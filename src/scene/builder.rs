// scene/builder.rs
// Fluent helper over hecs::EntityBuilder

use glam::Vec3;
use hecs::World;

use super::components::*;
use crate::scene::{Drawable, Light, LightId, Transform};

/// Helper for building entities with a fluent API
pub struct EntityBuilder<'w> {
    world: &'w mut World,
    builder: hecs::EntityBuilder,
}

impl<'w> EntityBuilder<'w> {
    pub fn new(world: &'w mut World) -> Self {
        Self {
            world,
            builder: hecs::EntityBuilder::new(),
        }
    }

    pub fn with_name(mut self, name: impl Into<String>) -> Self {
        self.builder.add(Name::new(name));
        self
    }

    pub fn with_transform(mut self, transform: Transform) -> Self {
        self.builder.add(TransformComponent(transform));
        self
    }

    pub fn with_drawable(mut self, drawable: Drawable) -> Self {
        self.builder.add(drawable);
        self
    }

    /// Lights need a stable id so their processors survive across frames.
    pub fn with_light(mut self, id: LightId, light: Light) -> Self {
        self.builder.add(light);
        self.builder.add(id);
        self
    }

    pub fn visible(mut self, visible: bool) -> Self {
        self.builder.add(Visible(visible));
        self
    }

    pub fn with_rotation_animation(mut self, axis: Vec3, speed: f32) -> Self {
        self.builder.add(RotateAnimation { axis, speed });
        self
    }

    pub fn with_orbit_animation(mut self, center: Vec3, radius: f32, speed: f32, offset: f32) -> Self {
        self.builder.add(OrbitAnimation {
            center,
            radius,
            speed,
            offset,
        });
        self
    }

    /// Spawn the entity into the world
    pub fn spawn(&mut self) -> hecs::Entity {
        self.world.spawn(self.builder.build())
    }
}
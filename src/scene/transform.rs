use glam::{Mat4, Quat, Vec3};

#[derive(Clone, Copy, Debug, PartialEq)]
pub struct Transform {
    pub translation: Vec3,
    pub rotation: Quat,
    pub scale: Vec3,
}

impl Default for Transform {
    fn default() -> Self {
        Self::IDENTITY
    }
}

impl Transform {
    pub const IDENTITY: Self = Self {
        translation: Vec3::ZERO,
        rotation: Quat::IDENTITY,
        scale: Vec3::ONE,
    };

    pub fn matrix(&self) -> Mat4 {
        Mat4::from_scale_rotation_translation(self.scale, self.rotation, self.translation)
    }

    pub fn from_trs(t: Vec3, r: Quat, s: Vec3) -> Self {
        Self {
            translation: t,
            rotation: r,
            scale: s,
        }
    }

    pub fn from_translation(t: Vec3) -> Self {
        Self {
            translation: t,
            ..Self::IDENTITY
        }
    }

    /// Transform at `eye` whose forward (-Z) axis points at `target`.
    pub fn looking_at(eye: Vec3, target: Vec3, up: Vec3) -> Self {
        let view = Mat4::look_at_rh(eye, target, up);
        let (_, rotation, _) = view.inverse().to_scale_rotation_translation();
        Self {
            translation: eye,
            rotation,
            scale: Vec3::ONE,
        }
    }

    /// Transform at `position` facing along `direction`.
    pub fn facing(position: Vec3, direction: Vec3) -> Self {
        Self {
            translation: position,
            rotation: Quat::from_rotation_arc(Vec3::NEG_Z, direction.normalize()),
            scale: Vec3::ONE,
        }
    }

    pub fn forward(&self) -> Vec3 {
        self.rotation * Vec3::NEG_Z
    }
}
---
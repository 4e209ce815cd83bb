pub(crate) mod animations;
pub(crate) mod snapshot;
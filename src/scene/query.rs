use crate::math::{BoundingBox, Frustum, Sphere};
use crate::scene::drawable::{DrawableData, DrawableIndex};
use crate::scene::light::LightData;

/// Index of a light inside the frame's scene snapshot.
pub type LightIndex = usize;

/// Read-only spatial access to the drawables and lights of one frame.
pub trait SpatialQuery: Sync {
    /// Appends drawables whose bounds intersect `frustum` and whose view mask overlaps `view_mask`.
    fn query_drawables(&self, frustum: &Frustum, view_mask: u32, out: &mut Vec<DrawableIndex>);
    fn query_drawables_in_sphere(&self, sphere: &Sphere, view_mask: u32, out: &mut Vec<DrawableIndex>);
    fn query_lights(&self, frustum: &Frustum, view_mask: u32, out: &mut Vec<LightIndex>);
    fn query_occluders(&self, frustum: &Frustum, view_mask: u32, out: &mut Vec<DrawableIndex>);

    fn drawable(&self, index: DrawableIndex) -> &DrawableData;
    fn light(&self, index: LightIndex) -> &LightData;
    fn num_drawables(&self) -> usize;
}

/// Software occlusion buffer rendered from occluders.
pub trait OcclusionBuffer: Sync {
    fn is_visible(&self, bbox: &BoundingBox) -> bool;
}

**Task prompt:** Extract the lines of the preceding material that run from the line with "filename src/scene/builder.rs" through the line with "#[derive(Clone, Copy, Debug, PartialEq)]", inclusive, reproducing them exactly and adding nothing.

**Completed exercise:**
filename src/scene/builder.rs
// scene/builder.rs
// Fluent helper over hecs::EntityBuilder

use glam::Vec3;
use hecs::World;

use super::components::*;
use crate::scene::{Drawable, Light, LightId, Transform};

/// Helper for building entities with a fluent API
pub struct EntityBuilder<'w> {
    world: &'w mut World,
    builder: hecs::EntityBuilder,
}

impl<'w> EntityBuilder<'w> {
    pub fn new(world: &'w mut World) -> Self {
        Self {
            world,
            builder: hecs::EntityBuilder::new(),
        }
    }

    pub fn with_name(mut self, name: impl Into<String>) -> Self {
        self.builder.add(Name::new(name));
        self
    }

    pub fn with_transform(mut self, transform: Transform) -> Self {
        self.builder.add(TransformComponent(transform));
        self
    }

    pub fn with_drawable(mut self, drawable: Drawable) -> Self {
        self.builder.add(drawable);
        self
    }

    /// Lights need a stable id so their processors survive across frames.
    pub fn with_light(mut self, id: LightId, light: Light) -> Self {
        self.builder.add(light);
        self.builder.add(id);
        self
    }

    pub fn visible(mut self, visible: bool) -> Self {
        self.builder.add(Visible(visible));
        self
    }

    pub fn with_rotation_animation(mut self, axis: Vec3, speed: f32) -> Self {
        self.builder.add(RotateAnimation { axis, speed });
        self
    }

    pub fn with_orbit_animation(mut self, center: Vec3, radius: f32, speed: f32, offset: f32) -> Self {
        self.builder.add(OrbitAnimation {
            center,
            radius,
            speed,
            offset,
        });
        self
    }

    /// Spawn the entity into the world
    pub fn spawn(&mut self) -> hecs::Entity {
        self.world.spawn(self.builder.build())
    }
}
filename src/scene/transform.rs
use glam::{Mat4, Quat, Vec3};

#[derive(Clone, Copy, Debug, PartialEq)]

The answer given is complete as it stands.